Stamp duty is due on the transfer of securities, including interests in CISs, provided that the transaction involves a Swiss securities dealer for stamp duty purposes acting as a broker or as a counterparty. Many exemptions may apply in specific cases: for example, Swiss or non-Swiss CISs qualify as exempt investors for stamp duty purposes. Accordingly, transactions involving Swiss or non-Swiss CISs acting as purchasers or sellers of taxable securities normally trigger a reduced stamp duty liability. Swiss asset managers usually qualify as Swiss securities dealers for stamp duty purposes, and may in practice delegate most of their obligations in relation to stamp duty to other Swiss securities dealers. Swiss stamp duty rules nonetheless involve specific compliance requirements, such as a duty to register with the Swiss tax authorities.


In the coming months, the main legal and regulatory development will be the publication of the final version of the executing ordinances clarifying the future supervision of independent asset managers in the context of the entry into force of the FinSA and FinIA. This legislative reform, together with the implementation of the automatic exchange of information, represents another example of the regulatory adjustments implemented in Switzerland to fully align the Swiss regulatory framework with international standards. Another topic of interest will remain the issue of retrocessions (see Section II.i). In line with the developments taking place at the international level, Switzerland's asset management industry is in the process of adjusting its remuneration structure to be less reliant on retrocessions. Nevertheless, contrary to the situation prevailing in the European Union, the Swiss legislative and regulatory perspective will keep allowing retrocessions albeit in a more transparent and restrictive manner.

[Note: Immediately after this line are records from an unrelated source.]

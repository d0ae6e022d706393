//! Rebuilds timestamped readings for every channel from the frame stream.
//!
//! Frames have to come in one at a time, in the order the watch sent them.
//! Interpolation depends on where each reading sits between its two bounding
//! timestamps, so reordering would silently shift every reading in the run.

use std::collections::HashMap;

use crossbeam_channel::{bounded, Receiver, Sender, TrySendError};
use tracing::{debug, info, trace, warn};

use crate::{
    channel::{ChannelLabel, ChannelState},
    error::Result,
    frame::{classify, Frame},
    monitoring::IngestStats,
};

/// Something changed on a channel. Meant for refreshing a display
#[derive(Clone, PartialEq, Eq, Debug)]
pub enum ChannelEvent {
    Started {
        channel: ChannelLabel,
        timestamp_ms: i64,
    },
    Updated {
        channel: ChannelLabel,
        committed: usize,
        total: usize,
    },
    Desynced {
        channel: ChannelLabel,
        reason: String,
    },
}

#[derive(Default, Debug)]
pub struct Reconstructor {
    channels: HashMap<ChannelLabel, ChannelState>,
    observers: Vec<Sender<ChannelEvent>>,
    stats: IngestStats,
}

// Observers that fall behind miss events, ones that hung up are forgotten
fn notify(observers: &mut Vec<Sender<ChannelEvent>>, event: ChannelEvent) {
    observers.retain(|tx| {
        !matches!(
            tx.try_send(event.clone()),
            Err(TrySendError::Disconnected(_))
        )
    });
}

impl Reconstructor {
    pub fn new() -> Self {
        Self::default()
    }

    /// Listen for channel events, holding at most `capacity` undelivered ones
    pub fn subscribe(&mut self, capacity: usize) -> Receiver<ChannelEvent> {
        let (tx, rx) = bounded(capacity);
        self.observers.push(tx);
        rx
    }

    pub fn channel(&self, label: ChannelLabel) -> Option<&ChannelState> {
        self.channels.get(&label)
    }

    pub fn channels(&self) -> impl Iterator<Item = &ChannelState> {
        self.channels.values()
    }

    pub fn stats(&self) -> &IngestStats {
        &self.stats
    }

    /// Process one inbound frame.
    ///
    /// An error only concerns the frame's own channel. It is flagged as out of
    /// sync, every other channel carries on and so can the caller.
    pub fn ingest(&mut self, tag: u32, payload: &[u8]) -> Result<()> {
        self.stats.frames += 1;
        let label = match ChannelLabel::from_tag(tag) {
            Ok(label) => label,
            Err(e) => {
                self.stats.desyncs += 1;
                warn!("Dropping frame: {}", e);
                return Err(e);
            }
        };
        let result = self.apply(label, payload);
        if let Err(e) = &result {
            self.stats.desyncs += 1;
            warn!(channel = %label, "{}", e);
            if let Some(state) = self.channels.get_mut(&label) {
                state.mark_desynced();
            }
            notify(
                &mut self.observers,
                ChannelEvent::Desynced {
                    channel: label,
                    reason: e.to_string(),
                },
            );
        }
        result
    }

    fn apply(&mut self, label: ChannelLabel, payload: &[u8]) -> Result<()> {
        let frame = classify(label, self.channels.contains_key(&label), payload)?;
        self.stats.record(&frame);
        match frame {
            Frame::ChannelStart(timestamp_ms) => {
                info!(channel = %label, "Channel started at {}", timestamp_ms);
                self.channels
                    .insert(label, ChannelState::start(label, timestamp_ms));
                notify(
                    &mut self.observers,
                    ChannelEvent::Started {
                        channel: label,
                        timestamp_ms,
                    },
                );
            }
            Frame::Sample(axes) => {
                if let Some(state) = self.channels.get_mut(&label) {
                    state.push_sample(axes)?;
                    trace!(
                        channel = %label,
                        ?axes,
                        magnitude = axes.magnitude(),
                        "Buffered reading"
                    );
                }
            }
            Frame::Resync(timestamp_ms) => {
                if let Some(state) = self.channels.get_mut(&label) {
                    let committed = state.resync(timestamp_ms)?;
                    let total = state.committed().len();
                    notify(
                        &mut self.observers,
                        ChannelEvent::Updated {
                            channel: label,
                            committed,
                            total,
                        },
                    );
                }
            }
        }
        Ok(())
    }

    /// Flush a channel's buffered readings and trust its stream again.
    /// Returns how many readings were dropped, or `None` for an unseen channel.
    pub fn reset_channel(&mut self, label: ChannelLabel) -> Option<usize> {
        let dropped = self.channels.get_mut(&label)?.reset();
        debug!(channel = %label, dropped, "Channel reset");
        Some(dropped)
    }

    /// End the session, returning every channel in vocabulary order.
    /// Readings still waiting for a timestamp can't be placed and are discarded.
    pub fn finish(self) -> Vec<ChannelState> {
        self.stats.log();
        let mut channels: Vec<_> = self.channels.into_values().collect();
        channels.sort_by_key(|c| c.label());
        for channel in channels.iter_mut() {
            if channel.is_desynced() {
                warn!(channel = %channel.label(), "Channel ended out of sync, data may be corrupted");
            }
            let dropped = channel.reset();
            if dropped > 0 {
                warn!(
                    channel = %channel.label(),
                    "Discarding {} readings with no closing timestamp", dropped
                );
            }
        }
        channels
    }
}
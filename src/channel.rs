//! Per body-location channel state and timestamp interpolation.
//!
//! The watch only sends a timestamp every so often. Readings between two
//! timestamps are buffered and, once the closing timestamp arrives, spread
//! linearly over the span. The first buffered reading sits exactly on the
//! previous timestamp.

use std::fmt;

use tracing::trace;

use crate::{
    error::{Error, Result},
    sample::{Axes, Sample},
};

/// Where the watch is worn. Ordering must match the watchapp menu
#[derive(Clone, Copy, PartialEq, Eq, PartialOrd, Ord, Hash, Debug)]
pub enum ChannelLabel {
    DominantWrist,
    NonDominantWrist,
    Waist,
    RightAnkle,
    LeftAnkle,
    UpperDominantArm,
    UpperNonDominantArm,
    RightThigh,
    LeftThigh,
    Chest,
    Neck,
}

impl ChannelLabel {
    pub const ALL: [ChannelLabel; 11] = [
        ChannelLabel::DominantWrist,
        ChannelLabel::NonDominantWrist,
        ChannelLabel::Waist,
        ChannelLabel::RightAnkle,
        ChannelLabel::LeftAnkle,
        ChannelLabel::UpperDominantArm,
        ChannelLabel::UpperNonDominantArm,
        ChannelLabel::RightThigh,
        ChannelLabel::LeftThigh,
        ChannelLabel::Chest,
        ChannelLabel::Neck,
    ];

    /// Map a data log tag onto the vocabulary
    pub fn from_tag(tag: u32) -> Result<Self> {
        Self::ALL
            .get(tag as usize)
            .copied()
            .ok_or(Error::UnknownChannel {
                tag,
                vocabulary: Self::ALL.len(),
            })
    }

    pub fn tag(&self) -> u32 {
        *self as u32
    }

    pub fn as_str(&self) -> &'static str {
        match self {
            ChannelLabel::DominantWrist => "DOMINANT_WRIST",
            ChannelLabel::NonDominantWrist => "NON_DOMINANT_WRIST",
            ChannelLabel::Waist => "WAIST",
            ChannelLabel::RightAnkle => "RIGHT_ANKLE",
            ChannelLabel::LeftAnkle => "LEFT_ANKLE",
            ChannelLabel::UpperDominantArm => "UPPER_DOMINANT_ARM",
            ChannelLabel::UpperNonDominantArm => "UPPER_NON_DOMINANT_ARM",
            ChannelLabel::RightThigh => "RIGHT_THIGH",
            ChannelLabel::LeftThigh => "LEFT_THIGH",
            ChannelLabel::Chest => "CHEST",
            ChannelLabel::Neck => "NECK",
        }
    }
}

impl fmt::Display for ChannelLabel {
    fn fmt(&self, f: &mut fmt::Formatter<'_>) -> fmt::Result {
        f.write_str(self.as_str())
    }
}

#[derive(Clone, Debug)]
pub struct ChannelState {
    label: ChannelLabel,
    /// Most recent trusted timestamp, zero while unset
    last_known_timestamp_ms: i64,
    /// Timestamped readings, sorted
    committed: Vec<Sample>,
    /// Readings seen since `last_known_timestamp_ms`
    pending: Vec<Axes>,
    desynced: bool,
}

impl ChannelState {
    /// Open a channel from its start marker
    pub fn start(label: ChannelLabel, timestamp_ms: i64) -> Self {
        Self {
            label,
            last_known_timestamp_ms: timestamp_ms,
            committed: Vec::new(),
            pending: Vec::new(),
            desynced: false,
        }
    }

    pub fn label(&self) -> ChannelLabel {
        self.label
    }

    pub fn last_known_timestamp_ms(&self) -> i64 {
        self.last_known_timestamp_ms
    }

    pub fn committed(&self) -> &[Sample] {
        &self.committed
    }

    pub fn pending(&self) -> &[Axes] {
        &self.pending
    }

    pub fn is_desynced(&self) -> bool {
        self.desynced
    }

    pub(crate) fn mark_desynced(&mut self) {
        self.desynced = true;
    }

    /// Buffer a reading until the next resync gives it a timestamp
    pub fn push_sample(&mut self, axes: Axes) -> Result<()> {
        if self.last_known_timestamp_ms == 0 {
            return Err(Error::Unanchored {
                channel: self.label,
            });
        }
        self.pending.push(axes);
        Ok(())
    }

    /// Timestamp every buffered reading against the new anchor and commit them.
    /// Returns how many readings were committed.
    pub fn resync(&mut self, timestamp_ms: i64) -> Result<usize> {
        let n = self.pending.len();
        if n == 0 {
            return Err(Error::EmptyResync {
                channel: self.label,
            });
        }
        let anchor = self.last_known_timestamp_ms;
        if timestamp_ms <= anchor {
            return Err(Error::ResyncRegression {
                channel: self.label,
                anchor_ms: anchor,
                timestamp_ms,
            });
        }
        let step = (timestamp_ms - anchor) as f64 / (n + 1) as f64;
        // i * step < span for every i < n + 1, so flooring keeps us strictly before the anchor
        self.committed
            .extend(self.pending.drain(..).enumerate().map(|(i, axes)| {
                let offset = (i as f64 * step).floor() as i64;
                Sample::new(axes, anchor + offset)
            }));
        trace!(
            channel = %self.label,
            committed = n,
            step_ms = step,
            "Resynced at {}",
            timestamp_ms
        );
        self.last_known_timestamp_ms = timestamp_ms;
        Ok(n)
    }

    /// Drop buffered readings and trust the stream again
    pub fn reset(&mut self) -> usize {
        let dropped = self.pending.len();
        self.pending.clear();
        self.desynced = false;
        dropped
    }

    /// Timestamp of the first committed reading
    pub fn start_time(&self) -> Result<i64> {
        self.committed
            .first()
            .map(|s| s.timestamp_ms)
            .ok_or(Error::NoReadings {
                channel: self.label,
            })
    }

    /// Timestamp of the last committed reading
    pub fn stop_time(&self) -> Result<i64> {
        self.committed
            .last()
            .map(|s| s.timestamp_ms)
            .ok_or(Error::NoReadings {
                channel: self.label,
            })
    }

    /// Span of the committed readings in ms, zero when there are none
    pub fn duration_ms(&self) -> i64 {
        match (self.start_time(), self.stop_time()) {
            (Ok(start), Ok(stop)) => stop - start,
            _ => 0,
        }
    }
}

1 Shelby R du Pasquier is a partner and Maria Chiriaeva is a senior associate at Lenz & Staehelin.

2 Certain professional organisations also limit the level of compensation of asset managers. For instance, the Code of Conduct issued by the Swiss Association of Asset Managers sets out a maximum amount of management fees corresponding to 1.5 per cent per year calculated on the basis of the net asset value of managed assets, or performance fees of a maximum of 20 per cent of the net capital increase (i.e., the increase in value taking into account deposits and withdrawals in addition to any unrealised losses). If both above-mentioned systems of fees are combined, management fees are capped at 1 per cent per year, and the performance fees to a maximum of 10 per cent.

3 Decision of the Swiss Supreme Court of 30 October 2012 and published in the Official Court Reporter under No. ATF 138 III 755.

4 Decision of the Swiss Supreme Court of 22 March 2006 and published in the Official Court Reporter under No. ATF 132 III 460 (confirmed in subsequent decisions).

5 Decision of the Swiss Supreme Court of 16 June 2017 and published in the Official Court Reporter under No. ATF 143 III 348.

6 Decision of the Swiss Supreme Court of 14 August 2018 and published in the Official Court Reporter under No. ATF 144 IV 294.

7 In August 2015, FINMA entered into such cooperation agreement with the Jersey Financial Services Commission.

8 At the time of writing, FINMA has entered into such cooperation agreements with the regulators of
the following countries: Austria, Belgium, Denmark, Estonia, France, Germany, Guernsey, Hong
Kong, Ireland, Jersey, Liechtenstein, Luxemburg, Malta, the Netherlands, Norway, Sweden and the
United Kingdom.

9 To date, Switzerland has implemented automatic exchange of information with more than 50 partner states and territories, including the EU.